Grief is an ugly thing. And, it seems like I know so many people working through grief right now--all different types of ugly grief. The loss of things not "working out", period.
I don't know what hit me today, but I was, and am, literally overcome with grief. It's part of the process, right? I don't like the process. I want to be me again. The Polly Anna, half glass full (ok, overflowing) gal that I used to be. I feel like I have been robbed of that. But, I don't know who robbed me.
I went to work and don't know what triggered it, I couldn't stop crying. Ok, I stopped when someone needed to talk to me, I don't even think people knew I was crying. I got work done, talked to people, finished some projects, left messages, but between it all I was crying. I left for lunch and thought I'd feel better, ya know, buck up. But, I kept crying. So, I drove home. And cried. Then I cried some more and cried on the phone with Jamie and cried on the phone with a good friend. I felt hopeless, that our dreams would never come true. And, our dreams don't even seem so outlandish, we just want what people do everyday, to grow our family.

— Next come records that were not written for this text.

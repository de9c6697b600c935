//! Student roster subsystem
//!
//! Holds the records, validates incoming form data, and answers the
//! roster queries the HTTP layer exposes.
//!
//! # Design Principles
//!
//! - The Store is injected, never global
//! - Validation happens before append; a rejected record never lands
//! - Lookups are linear scans in insertion order, first match wins

mod errors;
mod record;
mod repository;
mod service;
mod validator;

pub use errors::{StudentError, StudentResult, INVALID_PAYLOAD_MESSAGE, MISSING_QUERY_MESSAGE};
pub use record::{StudentList, StudentRecord};
pub use repository::{InMemoryStudentRepository, StudentRepository};
pub use service::{detail_path, ListMode, MeTarget, SearchResults, StudentService};
pub use validator::{StudentValidator, REQUIRED_FIELDS};
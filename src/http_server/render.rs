//! HTML rendering for the default listing

use crate::students::StudentRecord;

/// Renders the human-readable roster page.
///
/// One `<li>{name} ({age})</li>` per record, in the order given.
pub fn render_student_list(students: &[StudentRecord]) -> String {
    let mut html = String::with_capacity(256 + students.len() * 48);
    html.push_str("<!DOCTYPE html>\n<html>\n<head>\n<meta charset=\"utf-8\">\n");
    html.push_str("<title>Students</title>\n</head>\n<body>\n<h1>Students</h1>\n<ul>\n");

    for student in students {
        html.push_str("<li>");
        escape_into(&mut html, &student.name);
        html.push_str(&format!(" ({})</li>\n", student.age));
    }

    html.push_str("</ul>\n</body>\n</html>\n");
    html
}

fn escape_into(out: &mut String, raw: &str) {
    for c in raw.chars() {
        match c {
            '&' => out.push_str("&amp;"),
            '<' => out.push_str("&lt;"),
            '>' => out.push_str("&gt;"),
            '"' => out.push_str("&quot;"),
            '\'' => out.push_str("&#x27;"),
            c => out.push(c),
        }
    }
}
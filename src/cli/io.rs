//! JSON output for CLI commands
//!
//! One JSON object per line on stdout, UTF-8 only.

use std::io::{self, Write};

use serde::Serialize;

use super::errors::CliResult;

/// Write a value as a single JSON line to stdout
pub fn write_json<T: Serialize>(value: &T) -> CliResult<()> {
    let mut stdout = io::stdout();
    write_json_to(value, &mut stdout)
}

/// Write a value as a single JSON line to `writer`
pub fn write_json_to<T: Serialize, W: Write>(value: &T, writer: &mut W) -> CliResult<()> {
    serde_json::to_writer(&mut *writer, value)?;
    writeln!(writer)?;
    writer.flush()?;

    Ok(())
}
//! # JWT Token Management
//!
//! Access tokens that carry a student's identity.
//!
//! ## Invariants
//! - Validation is stateless (no Store lookup)
//! - `sub` is the student id as a decimal string

use chrono::{Duration, Utc};
use jsonwebtoken::{decode, encode, Algorithm, DecodingKey, EncodingKey, Header, Validation};
use serde::{Deserialize, Serialize};

use super::errors::{AuthError, AuthResult};

/// JWT claims for access tokens
#[derive(Debug, Clone, Serialize, Deserialize)]
pub struct JwtClaims {
    /// Subject (student id)
    pub sub: String,

    /// Issued at timestamp (Unix epoch seconds)
    pub iat: i64,

    /// Expiration timestamp (Unix epoch seconds)
    pub exp: i64,

    /// Audience
    pub aud: String,

    /// Issuer
    pub iss: String,
}

/// JWT configuration
#[derive(Debug, Clone)]
pub struct JwtConfig {
    /// Secret key for signing
    pub secret: String,

    /// Access token lifetime
    pub access_token_ttl: Duration,

    /// Issuer identifier
    pub issuer: String,

    /// Audience identifier
    pub audience: String,
}

impl Default for JwtConfig {
    fn default() -> Self {
        Self {
            secret: "CHANGE_THIS_SECRET_IN_PRODUCTION".to_string(),
            access_token_ttl: Duration::minutes(60),
            issuer: "students-crud".to_string(),
            audience: "students-crud".to_string(),
        }
    }
}

/// JWT manager for token generation and validation
#[derive(Clone)]
pub struct JwtManager {
    config: JwtConfig,
    encoding_key: EncodingKey,
    decoding_key: DecodingKey,
}

impl JwtManager {
    /// Create a new JWT manager with the given configuration
    pub fn new(config: JwtConfig) -> Self {
        let encoding_key = EncodingKey::from_secret(config.secret.as_bytes());
        let decoding_key = DecodingKey::from_secret(config.secret.as_bytes());

        Self {
            config,
            encoding_key,
            decoding_key,
        }
    }

    /// Issue an access token identifying `student_id`
    pub fn issue(&self, student_id: i64) -> AuthResult<String> {
        let now = Utc::now();
        let exp = now
            .checked_add_signed(self.config.access_token_ttl)
            .ok_or(AuthError::TokenGenerationFailed)?;

        let claims = JwtClaims {
            sub: student_id.to_string(),
            iat: now.timestamp(),
            exp: exp.timestamp(),
            aud: self.config.audience.clone(),
            iss: self.config.issuer.clone(),
        };

        encode(&Header::default(), &claims, &self.encoding_key)
            .map_err(|_| AuthError::TokenGenerationFailed)
    }

    /// Validate an access token and extract claims
    pub fn validate_token(&self, token: &str) -> AuthResult<JwtClaims> {
        let mut validation = Validation::new(Algorithm::HS256);
        validation.set_audience(&[&self.config.audience]);
        validation.set_issuer(&[&self.config.issuer]);

        let token_data =
            decode::<JwtClaims>(token, &self.decoding_key, &validation).map_err(|e| {
                match e.kind() {
                    jsonwebtoken::errors::ErrorKind::ExpiredSignature => AuthError::TokenExpired,
                    jsonwebtoken::errors::ErrorKind::InvalidSignature => {
                        AuthError::InvalidSignature
                    }
                    _ => AuthError::MalformedToken,
                }
            })?;

        Ok(token_data.claims)
    }

    /// Validate a token and return the student id it names
    pub fn student_id(&self, token: &str) -> AuthResult<i64> {
        let claims = self.validate_token(token)?;
        Self::get_student_id(&claims)
    }

    /// Extract student id from validated claims
    pub fn get_student_id(claims: &JwtClaims) -> AuthResult<i64> {
        claims
            .sub
            .parse::<i64>()
            .map_err(|_| AuthError::MalformedToken)
    }

    /// Token lifetime in seconds
    pub fn ttl_seconds(&self) -> i64 {
        self.config.access_token_ttl.num_seconds()
    }
}

#[cfg(test)]
mod tests {
    use super::*;

    fn create_test_manager() -> JwtManager {
        JwtManager::new(JwtConfig {
            secret: "test_secret_key_for_testing_only".to_string(),
            access_token_ttl: Duration::minutes(15),
            issuer: "test".to_string(),
            audience: "test".to_string(),
        })
    }

    #[test]
    fn test_token_generation() {
        let manager = create_test_manager();
        let token = manager.issue(10).unwrap();

        // header.payload.signature
        assert_eq!(token.split('.').count(), 3);
    }

    #[test]
    fn test_token_round_trips_student_id() {
        let manager = create_test_manager();
        let token = manager.issue(10).unwrap();

        let claims = manager.validate_token(&token).unwrap();
        assert_eq!(claims.sub, "10");
        assert_eq!(manager.student_id(&token).unwrap(), 10);
    }

    #[test]
    fn test_invalid_token_rejected() {
        let manager = create_test_manager();

        let result = manager.validate_token("invalid.token.here");
        assert!(matches!(
            result,
            Err(AuthError::MalformedToken) | Err(AuthError::InvalidSignature)
        ));
    }

    #[test]
    fn test_wrong_secret_rejected() {
        let manager1 = JwtManager::new(JwtConfig {
            secret: "secret_one".to_string(),
            ..JwtConfig::default()
        });

        let manager2 = JwtManager::new(JwtConfig {
            secret: "secret_two".to_string(),
            ..JwtConfig::default()
        });

        let token = manager1.issue(23).unwrap();
        let result = manager2.validate_token(&token);
        assert!(matches!(result, Err(AuthError::InvalidSignature)));
    }

    #[test]
    fn test_expired_token_rejected() {
        let secret = "test_secret";
        let encoding_key = EncodingKey::from_secret(secret.as_bytes());

        let now = Utc::now();
        let claims = JwtClaims {
            sub: "10".to_string(),
            iat: (now - Duration::hours(2)).timestamp(),
            exp: (now - Duration::hours(1)).timestamp(),
            aud: "test".to_string(),
            iss: "test".to_string(),
        };

        let token = encode(&Header::default(), &claims, &encoding_key).unwrap();

        let manager = JwtManager::new(JwtConfig {
            secret: secret.to_string(),
            access_token_ttl: Duration::minutes(15),
            issuer: "test".to_string(),
            audience: "test".to_string(),
        });

        let result = manager.validate_token(&token);
        assert!(matches!(result, Err(AuthError::TokenExpired)));
    }

    #[test]
    fn test_unrepresentable_expiry_fails_issue() {
        let manager = JwtManager::new(JwtConfig {
            access_token_ttl: Duration::seconds(i64::MAX / 1000),
            ..JwtConfig::default()
        });

        assert_eq!(manager.issue(10), Err(AuthError::TokenGenerationFailed));
    }

    #[test]
    fn test_non_numeric_subject_rejected() {
        let claims = JwtClaims {
            sub: "not-a-number".to_string(),
            iat: 0,
            exp: 0,
            aud: "test".to_string(),
            iss: "test".to_string(),
        };
        assert!(matches!(
            JwtManager::get_student_id(&claims),
            Err(AuthError::MalformedToken)
        ));
    }
}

Maybe we should give up. Maybe all of this is a sign, a sign that we shouldn't have more kids. But, why do we both have the desire to be a mom and dad to more kids? Why do we want our son to have a sibling or two and why do we want our parents to be blessed with more grand kids? These are all good, happy thoughts, but we can't seem to make the thoughts come to fruition.
So, I'm stuck with these ugly feelings of grief and want them to go away, but I know they never will. They'll fade a bit, not hurt so much, but they will always be there. Part of me will always mourn the 4 little ones that I never got to meet, got to hold, got to know what they looked like.
I'll take the grief head on, even though I don't want to. I need to accept and deal with my feelings so that I can be a better mother, wife, daughter, friend and employee. So, accept and deal, I will. And, pray for much happier days ahead. Happy days with more pitter patter of little feet. It's what I want, but today, am not sure I will ever have.